== ASSIGNMENT ==
Beginning with the line that contains "while holding lock)" in the material below, print each line exactly until the line that contains "pub fn from_bytes(bytes: Vec<u8>)" has been printed, then stop.

== RECORDED DATA ==
——
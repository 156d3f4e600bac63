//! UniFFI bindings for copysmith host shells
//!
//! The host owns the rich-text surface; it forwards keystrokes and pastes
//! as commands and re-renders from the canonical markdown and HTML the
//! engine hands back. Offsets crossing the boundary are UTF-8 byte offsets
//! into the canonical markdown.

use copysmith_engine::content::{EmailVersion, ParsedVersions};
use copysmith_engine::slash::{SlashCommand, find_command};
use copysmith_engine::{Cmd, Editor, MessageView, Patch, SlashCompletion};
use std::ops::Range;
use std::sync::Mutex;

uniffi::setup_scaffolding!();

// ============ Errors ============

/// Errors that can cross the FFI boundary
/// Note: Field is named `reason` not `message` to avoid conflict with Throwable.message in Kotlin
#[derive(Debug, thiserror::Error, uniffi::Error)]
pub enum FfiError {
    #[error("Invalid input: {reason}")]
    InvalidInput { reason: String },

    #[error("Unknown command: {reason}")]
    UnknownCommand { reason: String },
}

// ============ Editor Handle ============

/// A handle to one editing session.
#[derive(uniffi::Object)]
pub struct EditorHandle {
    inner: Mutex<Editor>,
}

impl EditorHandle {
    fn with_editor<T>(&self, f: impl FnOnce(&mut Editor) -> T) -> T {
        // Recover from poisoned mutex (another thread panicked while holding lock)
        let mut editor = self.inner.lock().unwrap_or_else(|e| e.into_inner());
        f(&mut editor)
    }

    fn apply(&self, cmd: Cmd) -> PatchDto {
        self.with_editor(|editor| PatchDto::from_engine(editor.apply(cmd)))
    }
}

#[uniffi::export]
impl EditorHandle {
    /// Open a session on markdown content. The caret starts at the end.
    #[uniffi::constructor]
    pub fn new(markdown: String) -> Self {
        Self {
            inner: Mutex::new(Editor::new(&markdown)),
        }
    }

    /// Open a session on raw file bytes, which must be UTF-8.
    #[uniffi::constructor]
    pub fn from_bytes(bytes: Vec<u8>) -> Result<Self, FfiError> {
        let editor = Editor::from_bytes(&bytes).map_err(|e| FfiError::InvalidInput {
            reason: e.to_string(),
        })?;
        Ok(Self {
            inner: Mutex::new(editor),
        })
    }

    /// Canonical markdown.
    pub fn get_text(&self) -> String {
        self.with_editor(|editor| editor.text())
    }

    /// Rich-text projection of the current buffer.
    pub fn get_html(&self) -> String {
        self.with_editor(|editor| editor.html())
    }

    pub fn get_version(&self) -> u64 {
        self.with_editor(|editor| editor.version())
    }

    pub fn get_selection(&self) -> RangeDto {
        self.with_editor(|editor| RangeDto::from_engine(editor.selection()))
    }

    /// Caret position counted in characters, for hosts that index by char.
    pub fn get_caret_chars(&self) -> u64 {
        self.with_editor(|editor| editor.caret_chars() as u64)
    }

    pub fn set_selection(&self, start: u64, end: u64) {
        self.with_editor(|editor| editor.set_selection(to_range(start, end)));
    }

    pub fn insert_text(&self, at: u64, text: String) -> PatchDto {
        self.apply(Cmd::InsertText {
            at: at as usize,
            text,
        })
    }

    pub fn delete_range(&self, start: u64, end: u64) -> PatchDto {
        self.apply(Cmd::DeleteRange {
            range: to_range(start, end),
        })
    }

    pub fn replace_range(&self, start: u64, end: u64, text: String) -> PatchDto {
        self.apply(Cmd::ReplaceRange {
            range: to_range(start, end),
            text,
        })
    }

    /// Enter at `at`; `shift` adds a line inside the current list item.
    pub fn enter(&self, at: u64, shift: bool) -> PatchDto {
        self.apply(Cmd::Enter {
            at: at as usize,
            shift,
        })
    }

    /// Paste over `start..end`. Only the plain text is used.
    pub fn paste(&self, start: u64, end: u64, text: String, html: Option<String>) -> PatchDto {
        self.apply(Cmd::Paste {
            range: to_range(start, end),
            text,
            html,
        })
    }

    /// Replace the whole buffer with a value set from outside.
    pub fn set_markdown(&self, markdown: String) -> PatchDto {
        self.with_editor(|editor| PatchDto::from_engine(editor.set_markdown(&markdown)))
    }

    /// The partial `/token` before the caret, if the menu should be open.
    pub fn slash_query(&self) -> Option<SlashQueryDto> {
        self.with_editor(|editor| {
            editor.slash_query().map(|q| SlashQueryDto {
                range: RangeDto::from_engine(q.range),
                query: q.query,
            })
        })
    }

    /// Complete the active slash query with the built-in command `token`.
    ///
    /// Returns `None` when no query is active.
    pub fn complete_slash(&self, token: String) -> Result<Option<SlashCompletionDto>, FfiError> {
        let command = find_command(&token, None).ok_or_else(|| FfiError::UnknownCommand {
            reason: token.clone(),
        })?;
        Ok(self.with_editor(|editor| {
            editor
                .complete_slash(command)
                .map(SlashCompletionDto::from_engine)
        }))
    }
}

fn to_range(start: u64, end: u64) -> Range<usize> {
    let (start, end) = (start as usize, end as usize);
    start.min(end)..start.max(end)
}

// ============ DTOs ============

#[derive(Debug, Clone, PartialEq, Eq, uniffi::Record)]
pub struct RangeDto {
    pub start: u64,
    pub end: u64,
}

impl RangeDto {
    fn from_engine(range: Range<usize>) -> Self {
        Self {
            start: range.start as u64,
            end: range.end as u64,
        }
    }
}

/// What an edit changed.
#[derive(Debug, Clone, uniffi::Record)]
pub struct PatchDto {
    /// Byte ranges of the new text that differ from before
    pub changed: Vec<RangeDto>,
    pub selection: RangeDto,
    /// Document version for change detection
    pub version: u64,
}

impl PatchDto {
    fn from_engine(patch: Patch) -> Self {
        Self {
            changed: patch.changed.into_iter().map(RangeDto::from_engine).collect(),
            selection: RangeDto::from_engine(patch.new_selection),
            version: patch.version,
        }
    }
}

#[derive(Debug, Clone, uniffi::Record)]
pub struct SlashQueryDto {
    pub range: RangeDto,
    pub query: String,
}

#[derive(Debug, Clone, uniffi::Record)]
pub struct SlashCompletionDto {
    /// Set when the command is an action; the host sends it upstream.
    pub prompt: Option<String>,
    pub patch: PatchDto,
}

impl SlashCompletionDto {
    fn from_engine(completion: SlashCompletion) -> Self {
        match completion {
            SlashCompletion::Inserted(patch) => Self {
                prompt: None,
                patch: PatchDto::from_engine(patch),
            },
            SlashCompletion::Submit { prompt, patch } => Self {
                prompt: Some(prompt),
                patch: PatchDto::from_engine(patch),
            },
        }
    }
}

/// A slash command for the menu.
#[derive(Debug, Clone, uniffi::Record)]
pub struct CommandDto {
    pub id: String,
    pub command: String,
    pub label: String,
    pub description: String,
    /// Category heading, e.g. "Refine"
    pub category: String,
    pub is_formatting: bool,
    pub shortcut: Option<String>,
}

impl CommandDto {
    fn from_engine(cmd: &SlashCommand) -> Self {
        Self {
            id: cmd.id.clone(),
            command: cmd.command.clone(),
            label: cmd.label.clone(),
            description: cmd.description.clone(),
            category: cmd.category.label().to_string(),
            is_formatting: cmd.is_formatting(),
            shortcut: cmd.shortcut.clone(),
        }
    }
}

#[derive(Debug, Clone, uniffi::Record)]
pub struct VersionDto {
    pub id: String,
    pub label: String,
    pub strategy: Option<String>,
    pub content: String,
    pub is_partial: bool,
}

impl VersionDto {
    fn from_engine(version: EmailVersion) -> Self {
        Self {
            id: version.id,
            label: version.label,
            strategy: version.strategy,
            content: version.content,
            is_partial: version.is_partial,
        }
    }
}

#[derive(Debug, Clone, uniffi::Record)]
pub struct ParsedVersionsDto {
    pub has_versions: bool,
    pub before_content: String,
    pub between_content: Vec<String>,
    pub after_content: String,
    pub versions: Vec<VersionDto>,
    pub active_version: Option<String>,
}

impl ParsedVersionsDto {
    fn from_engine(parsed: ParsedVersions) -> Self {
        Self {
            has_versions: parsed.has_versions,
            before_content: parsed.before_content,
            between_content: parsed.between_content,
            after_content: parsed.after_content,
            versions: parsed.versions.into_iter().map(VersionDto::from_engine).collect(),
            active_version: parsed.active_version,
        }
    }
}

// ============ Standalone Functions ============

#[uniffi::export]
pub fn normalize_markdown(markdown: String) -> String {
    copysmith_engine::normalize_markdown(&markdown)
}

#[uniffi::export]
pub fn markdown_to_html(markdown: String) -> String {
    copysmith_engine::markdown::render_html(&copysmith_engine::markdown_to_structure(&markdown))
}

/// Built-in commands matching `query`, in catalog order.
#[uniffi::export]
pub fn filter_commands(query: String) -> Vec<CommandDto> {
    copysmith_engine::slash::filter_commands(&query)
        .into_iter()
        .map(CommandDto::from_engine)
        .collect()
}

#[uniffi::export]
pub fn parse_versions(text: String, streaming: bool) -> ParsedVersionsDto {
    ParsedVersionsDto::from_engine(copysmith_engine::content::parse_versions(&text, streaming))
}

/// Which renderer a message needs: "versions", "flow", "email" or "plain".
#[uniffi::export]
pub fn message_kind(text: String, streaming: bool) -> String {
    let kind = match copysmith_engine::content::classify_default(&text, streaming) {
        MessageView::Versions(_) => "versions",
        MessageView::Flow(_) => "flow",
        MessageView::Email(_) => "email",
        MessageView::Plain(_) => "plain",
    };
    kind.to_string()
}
——
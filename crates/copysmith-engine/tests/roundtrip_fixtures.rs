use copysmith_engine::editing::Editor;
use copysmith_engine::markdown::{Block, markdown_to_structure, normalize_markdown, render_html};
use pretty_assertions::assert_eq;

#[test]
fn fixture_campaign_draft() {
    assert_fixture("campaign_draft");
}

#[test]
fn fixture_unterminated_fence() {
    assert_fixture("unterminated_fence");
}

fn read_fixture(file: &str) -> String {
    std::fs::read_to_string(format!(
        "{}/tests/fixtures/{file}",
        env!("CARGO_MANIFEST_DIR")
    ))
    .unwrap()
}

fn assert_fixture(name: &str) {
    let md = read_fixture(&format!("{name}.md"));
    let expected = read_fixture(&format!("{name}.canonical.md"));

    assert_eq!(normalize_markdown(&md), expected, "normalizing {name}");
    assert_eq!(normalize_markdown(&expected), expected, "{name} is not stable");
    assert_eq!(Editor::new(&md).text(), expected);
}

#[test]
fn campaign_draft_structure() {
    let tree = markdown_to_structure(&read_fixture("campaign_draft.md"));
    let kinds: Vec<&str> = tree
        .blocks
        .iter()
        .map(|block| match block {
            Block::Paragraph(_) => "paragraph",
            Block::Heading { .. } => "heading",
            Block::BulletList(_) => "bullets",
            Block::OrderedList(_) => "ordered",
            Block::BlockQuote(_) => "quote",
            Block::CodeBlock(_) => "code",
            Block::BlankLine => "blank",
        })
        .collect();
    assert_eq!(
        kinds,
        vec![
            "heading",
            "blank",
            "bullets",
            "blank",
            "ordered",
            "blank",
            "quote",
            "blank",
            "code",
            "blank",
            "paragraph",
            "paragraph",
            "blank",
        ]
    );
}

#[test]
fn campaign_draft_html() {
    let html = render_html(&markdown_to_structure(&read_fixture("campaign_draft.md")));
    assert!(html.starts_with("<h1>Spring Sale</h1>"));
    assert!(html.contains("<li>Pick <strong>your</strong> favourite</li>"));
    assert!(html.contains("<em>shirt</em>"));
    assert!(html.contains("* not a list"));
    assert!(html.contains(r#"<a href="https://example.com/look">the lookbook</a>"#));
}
——
== RESPONSE TO THIS TASK ==
        // Recover from poisoned mutex (another thread panicked while holding lock)
        let mut editor = self.inner.lock().unwrap_or_else(|e| e.into_inner());
        f(&mut editor)
    }

    fn apply(&self, cmd: Cmd) -> PatchDto {
        self.with_editor(|editor| PatchDto::from_engine(editor.apply(cmd)))
    }
}

#[uniffi::export]
impl EditorHandle {
    /// Open a session on markdown content. The caret starts at the end.
    #[uniffi::constructor]
    pub fn new(markdown: String) -> Self {
        Self {
            inner: Mutex::new(Editor::new(&markdown)),
        }
    }

    /// Open a session on raw file bytes, which must be UTF-8.
    #[uniffi::constructor]
    pub fn from_bytes(bytes: Vec<u8>) -> Result<Self, FfiError> {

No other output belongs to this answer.